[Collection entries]
◆ ◆ ◆ ◆
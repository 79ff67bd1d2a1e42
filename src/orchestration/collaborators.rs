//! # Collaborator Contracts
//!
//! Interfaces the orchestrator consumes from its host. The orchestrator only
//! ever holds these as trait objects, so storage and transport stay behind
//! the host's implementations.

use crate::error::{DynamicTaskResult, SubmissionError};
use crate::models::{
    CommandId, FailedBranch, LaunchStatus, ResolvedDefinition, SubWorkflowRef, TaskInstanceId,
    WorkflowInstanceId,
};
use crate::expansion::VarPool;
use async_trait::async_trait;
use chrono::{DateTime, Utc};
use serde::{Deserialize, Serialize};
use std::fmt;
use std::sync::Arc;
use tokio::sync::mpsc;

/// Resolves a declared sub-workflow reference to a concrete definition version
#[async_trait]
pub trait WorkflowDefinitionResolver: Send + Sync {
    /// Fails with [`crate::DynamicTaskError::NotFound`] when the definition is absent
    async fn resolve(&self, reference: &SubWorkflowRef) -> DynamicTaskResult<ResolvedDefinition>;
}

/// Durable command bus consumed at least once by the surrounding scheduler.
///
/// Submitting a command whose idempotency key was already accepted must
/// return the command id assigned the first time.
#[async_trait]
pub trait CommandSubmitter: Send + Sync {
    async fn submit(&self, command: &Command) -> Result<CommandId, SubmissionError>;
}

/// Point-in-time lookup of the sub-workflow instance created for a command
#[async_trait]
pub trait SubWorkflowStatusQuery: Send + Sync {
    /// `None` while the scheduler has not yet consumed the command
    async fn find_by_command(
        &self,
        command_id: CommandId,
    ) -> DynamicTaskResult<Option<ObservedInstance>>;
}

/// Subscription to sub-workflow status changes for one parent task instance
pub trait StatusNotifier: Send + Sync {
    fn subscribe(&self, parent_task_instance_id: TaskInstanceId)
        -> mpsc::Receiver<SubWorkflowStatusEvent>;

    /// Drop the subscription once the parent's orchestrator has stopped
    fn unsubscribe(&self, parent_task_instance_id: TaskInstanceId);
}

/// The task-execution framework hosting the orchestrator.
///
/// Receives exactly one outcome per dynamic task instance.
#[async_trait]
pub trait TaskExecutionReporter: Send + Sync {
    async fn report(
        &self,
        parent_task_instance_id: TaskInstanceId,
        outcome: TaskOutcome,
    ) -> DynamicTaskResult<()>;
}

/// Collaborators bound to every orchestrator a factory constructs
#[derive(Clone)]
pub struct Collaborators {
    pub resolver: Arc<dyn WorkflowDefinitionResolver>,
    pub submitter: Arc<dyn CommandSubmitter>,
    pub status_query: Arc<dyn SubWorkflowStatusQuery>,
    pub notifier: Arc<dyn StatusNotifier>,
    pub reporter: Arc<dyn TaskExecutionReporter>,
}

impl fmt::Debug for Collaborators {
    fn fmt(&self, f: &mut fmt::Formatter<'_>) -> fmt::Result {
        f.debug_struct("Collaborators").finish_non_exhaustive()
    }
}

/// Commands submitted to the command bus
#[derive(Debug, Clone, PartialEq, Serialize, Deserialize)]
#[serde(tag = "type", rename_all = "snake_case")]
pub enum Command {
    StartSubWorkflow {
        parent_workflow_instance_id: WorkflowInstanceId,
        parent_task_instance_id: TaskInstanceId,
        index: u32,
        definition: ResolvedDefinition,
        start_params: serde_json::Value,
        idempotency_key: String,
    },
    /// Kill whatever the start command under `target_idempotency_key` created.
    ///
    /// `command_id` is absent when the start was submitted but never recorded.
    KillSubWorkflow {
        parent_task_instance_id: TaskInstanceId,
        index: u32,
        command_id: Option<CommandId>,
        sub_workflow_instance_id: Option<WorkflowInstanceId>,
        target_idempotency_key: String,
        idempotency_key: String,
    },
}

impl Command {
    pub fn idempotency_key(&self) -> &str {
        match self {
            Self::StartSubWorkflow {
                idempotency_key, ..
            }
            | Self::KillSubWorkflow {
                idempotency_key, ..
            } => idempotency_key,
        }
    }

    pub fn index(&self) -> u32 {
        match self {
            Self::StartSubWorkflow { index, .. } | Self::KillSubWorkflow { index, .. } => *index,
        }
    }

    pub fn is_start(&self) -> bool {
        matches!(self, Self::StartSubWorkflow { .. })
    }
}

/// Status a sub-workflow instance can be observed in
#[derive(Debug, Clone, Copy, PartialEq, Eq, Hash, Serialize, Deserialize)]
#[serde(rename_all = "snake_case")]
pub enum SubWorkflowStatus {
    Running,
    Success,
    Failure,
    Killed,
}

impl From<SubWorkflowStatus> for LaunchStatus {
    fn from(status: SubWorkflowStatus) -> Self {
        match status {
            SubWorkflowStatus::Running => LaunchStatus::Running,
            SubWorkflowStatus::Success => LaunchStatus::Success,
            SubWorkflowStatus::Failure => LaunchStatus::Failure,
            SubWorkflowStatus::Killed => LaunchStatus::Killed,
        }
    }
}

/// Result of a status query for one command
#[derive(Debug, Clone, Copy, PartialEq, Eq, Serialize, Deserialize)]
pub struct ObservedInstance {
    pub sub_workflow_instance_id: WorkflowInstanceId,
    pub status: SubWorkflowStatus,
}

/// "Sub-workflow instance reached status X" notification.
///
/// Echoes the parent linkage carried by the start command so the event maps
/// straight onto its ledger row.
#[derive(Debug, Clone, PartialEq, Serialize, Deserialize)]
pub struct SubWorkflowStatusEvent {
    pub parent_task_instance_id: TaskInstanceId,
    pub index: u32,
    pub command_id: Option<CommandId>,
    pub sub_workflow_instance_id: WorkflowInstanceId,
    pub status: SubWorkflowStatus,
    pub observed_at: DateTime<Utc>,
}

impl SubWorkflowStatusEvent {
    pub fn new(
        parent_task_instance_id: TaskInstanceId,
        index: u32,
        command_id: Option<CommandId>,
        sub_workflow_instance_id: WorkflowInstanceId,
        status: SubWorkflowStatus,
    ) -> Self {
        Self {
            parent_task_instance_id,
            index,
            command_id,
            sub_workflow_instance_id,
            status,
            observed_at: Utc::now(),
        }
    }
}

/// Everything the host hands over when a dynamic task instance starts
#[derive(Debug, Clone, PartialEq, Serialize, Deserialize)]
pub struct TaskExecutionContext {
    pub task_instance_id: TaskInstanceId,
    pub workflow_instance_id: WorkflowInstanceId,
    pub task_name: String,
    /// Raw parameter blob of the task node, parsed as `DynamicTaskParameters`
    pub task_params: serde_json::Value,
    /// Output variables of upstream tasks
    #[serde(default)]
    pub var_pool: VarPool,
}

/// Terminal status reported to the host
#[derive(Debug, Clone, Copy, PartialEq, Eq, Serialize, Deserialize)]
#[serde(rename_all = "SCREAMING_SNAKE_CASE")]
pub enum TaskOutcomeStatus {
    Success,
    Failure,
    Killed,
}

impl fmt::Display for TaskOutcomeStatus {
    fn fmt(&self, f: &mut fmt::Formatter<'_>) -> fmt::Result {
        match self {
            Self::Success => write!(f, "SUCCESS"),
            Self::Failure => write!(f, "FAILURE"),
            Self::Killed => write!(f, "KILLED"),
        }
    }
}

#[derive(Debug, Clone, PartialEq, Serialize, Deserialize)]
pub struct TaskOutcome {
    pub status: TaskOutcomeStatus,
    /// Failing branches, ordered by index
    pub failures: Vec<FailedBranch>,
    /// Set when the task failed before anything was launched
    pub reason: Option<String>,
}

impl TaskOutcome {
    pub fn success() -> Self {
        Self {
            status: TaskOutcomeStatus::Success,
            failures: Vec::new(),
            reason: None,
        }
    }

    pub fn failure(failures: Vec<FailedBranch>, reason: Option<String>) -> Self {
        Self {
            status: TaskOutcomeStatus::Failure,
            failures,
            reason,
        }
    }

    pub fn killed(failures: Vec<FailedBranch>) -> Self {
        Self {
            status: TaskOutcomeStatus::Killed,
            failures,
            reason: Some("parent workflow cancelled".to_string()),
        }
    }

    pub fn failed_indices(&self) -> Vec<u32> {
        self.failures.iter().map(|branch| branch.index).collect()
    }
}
◆ ◆ ◆ ◆
# TASK TO COMPLETE:
Emit an exact copy of the lines spanning the start of the records to the line containing "transport stay behind", inclusive, and no other output.

# RESULT:
repository 79ff67bd1d2a1e42
filename src/orchestration/collaborators.rs
//! # Collaborator Contracts
//!
//! Interfaces the orchestrator consumes from its host. The orchestrator only
//! ever holds these as trait objects, so storage and transport stay behind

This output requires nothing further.